Pal explained that TGA drawdowns would redirect cash back into bank reserves and money markets, reversing the liquidity drain that occurred during the government shutdown. He noted that the Federal Reserve has confirmed the end of QT on December 1, 2025, transitioning from a reduction of the balance sheet to full reinvestment of maturing Treasuries.
He pointed out that these changes could lead to more dollars circulating in funding markets, which he views as favorable for risk assets, including cryptocurrencies. However, he also cautioned about the risk of a year-end funding squeeze and suggested that temporary measures, such as term repo operations and the Standing Repo Facility (SRF), may be necessary to add liquidity.
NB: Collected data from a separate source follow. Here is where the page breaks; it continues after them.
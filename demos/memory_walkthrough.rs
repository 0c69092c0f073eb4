//! # Memory Walkthrough
//!
//! Runs a planning cycle, then drives one participant through a run of
//! exchanges and shows the live log being compacted into summaries.
//!
//! ## Run This Demo
//!
//! ```bash
//! cargo run --bin memory_walkthrough -- --turns 25
//!
//! # Smaller window, debug logging
//! RUST_LOG=jarvis_core=debug cargo run --bin memory_walkthrough -- --threshold 8 --batch 4
//! ```

use async_trait::async_trait;
use clap::Parser;
use jarvis::prelude::*;
use std::sync::Arc;
use tracing::info;

#[derive(Debug, Parser)]
#[command(name = "memory_walkthrough", about = "Record turns and watch compaction")]
struct Args {
    /// Participant key
    #[arg(long, default_value = "MEM_01")]
    participant: String,

    /// Number of exchanges to record
    #[arg(long, default_value_t = 25)]
    turns: usize,

    /// Live length that triggers compaction
    #[arg(long, env = "JARVIS_TRIGGER_THRESHOLD", default_value_t = 20)]
    threshold: usize,

    /// Turns folded into each summary
    #[arg(long, env = "JARVIS_COMPACT_BATCH_SIZE", default_value_t = 10)]
    batch: usize,

    /// Print the final context snapshot as JSON
    #[arg(long)]
    json: bool,
}

/// Offline stand-in for a model: acknowledges the message it was given
struct EchoGenerator;

#[async_trait]
impl TextGenerator for EchoGenerator {
    async fn generate(&self, prompt: &Prompt) -> JarvisResult<String> {
        if prompt.system.starts_with("Extract user status") {
            return Ok("User is working through the walkthrough tasks.".to_string());
        }
        if prompt.system.starts_with("You are a senior tech project manager") {
            return Ok("Phase 1: Setup\n- Schema and auth\nPhase 2: MVP\n- Triage queue".to_string());
        }
        if prompt.system.starts_with("Summarize technical plans") {
            return Ok("Setup first (schema, auth), then the triage queue MVP.".to_string());
        }

        let message = prompt
            .user
            .split("=== NEW MESSAGE ===")
            .nth(1)
            .and_then(|rest| rest.lines().map(str::trim).find(|l| !l.is_empty()))
            .unwrap_or("(nothing)");

        Ok(format!("Noted: {}", message))
    }
}

const TASKS: &[&str] = &[
    "Set up the Postgres schema.",
    "How should we structure the auth routes?",
    "The login form is wired to the API.",
    "We hit a CORS error on the staging build.",
    "Deployed the first preview to staging.",
];

#[tokio::main]
async fn main() -> anyhow::Result<()> {
    tracing_subscriber::fmt()
        .with_env_filter(
            tracing_subscriber::EnvFilter::try_from_default_env()
                .unwrap_or_else(|_| tracing_subscriber::EnvFilter::new("info")),
        )
        .init();

    let args = Args::parse();

    let storage: Arc<dyn DocumentStore> = Arc::new(InMemoryStorage::new());
    seed_facts(&storage, &args.participant).await?;

    let config = MemoryConfig::new()
        .with_trigger_threshold(args.threshold)
        .with_compact_batch_size(args.batch);

    let memory = MemoryManager::builder(storage)
        .with_config(config)
        .build()?;

    let plan = memory
        .plan_cycle(&args.participant, "Clinic appointment triage", &EchoGenerator)
        .await?;
    info!(plan_id = %plan.id, summary = %plan.summary_text, "Plan saved");

    info!(
        participant = %args.participant,
        turns = args.turns,
        threshold = args.threshold,
        batch = args.batch,
        "=== Memory Walkthrough ==="
    );

    for i in 0..args.turns {
        let message = format!("{} (update {})", TASKS[i % TASKS.len()], i + 1);
        let reply = memory
            .respond(&args.participant, &message, &EchoGenerator)
            .await?;

        match &reply.compaction {
            CompactionStatus::Compacted {
                digest_id,
                remaining,
                ..
            } => info!(exchange = i + 1, %digest_id, remaining, "Summary archived"),
            CompactionStatus::Deferred { reason } => {
                info!(exchange = i + 1, %reason, "Compaction deferred")
            }
            _ => {}
        }
    }

    let snapshot = memory.get_context(&args.participant).await?;
    let digests = memory.archive().count(&args.participant).await?;

    info!(
        live_turns = snapshot.recent_turns.len(),
        digests,
        goals = snapshot.active_goals.len(),
        instructions = snapshot.applicable_instructions.len(),
        insights = snapshot.recent_insights.len(),
        "Final context"
    );

    if let Some(summary) = &snapshot.latest_summary {
        println!("Latest summary:\n  {}\n", summary);
    }

    println!("Recent conversation:");
    for turn in &snapshot.recent_turns {
        println!("  {}: {}", turn.role.label(), turn.text);
    }

    if args.json {
        println!("\n{}", serde_json::to_string_pretty(&snapshot)?);
    }

    Ok(())
}

async fn seed_facts(storage: &Arc<dyn DocumentStore>, participant: &str) -> anyhow::Result<()> {
    let facts = StoredFacts::new(storage.clone());

    facts
        .register_team(&Team::new("TEAM_1", "techora", "Clinic appointment triage", 24))
        .await?;
    facts
        .register_participant(
            &Participant::new(participant, "Asha", "TEAM_1")
                .with_role("Backend")
                .with_skills(vec!["rust".to_string(), "postgres".to_string()]),
        )
        .await?;
    facts.put_goal(&Goal::new(participant, "Ship the login flow")).await?;
    facts
        .issue_instruction(&Instruction::new(
            "organizer",
            InstructionTarget::All,
            "Demos start at 18:00",
        ))
        .await?;

    Ok(())
}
Pal further discussed the potential for structural regulatory changes, specifically regarding the Supplementary Leverage Ratio (SLR), which limits the overall balance-sheet size of large banks. Loosening these restrictions could allow banks to absorb more government debt and potentially lower yields, thus improving financial conditions.
In addition to regulatory changes, Pal mentioned the Digital Asset Market Clarity Act of 2025 (CLARITY Act), which aims to define digital asset categories and clarify oversight responsibilities between the CFTC and SEC. He expressed optimism that the end of the government shutdown would facilitate legislative progress on this front, which is crucial for the broader cryptocurrency market.
Pal also noted that global fiscal policies, including stimulus payments in the US, ongoing balance sheet expansion in China, and potential fiscal stimulus in Europe, contribute to a synchronized liquidity environment. He believes this combination of factors will create a “liquidity flood” that could positively affect the cryptocurrency market.
Impact on the Crypto Market
- The reopening of the US government is expected to increase liquidity through TGA spending.
- The end of quantitative tightening by the Federal Reserve could lead to more favorable conditions for risk assets.
- Potential regulatory changes regarding the Supplementary Leverage Ratio may enable banks to purchase more bonds and lower yields.
- The progression of the CLARITY Act could provide clearer regulatory frameworks for digital assets, benefiting the wider crypto market.
- Ongoing global fiscal stimulus efforts may further enhance liquidity, creating a supportive environment for cryptocurrencies.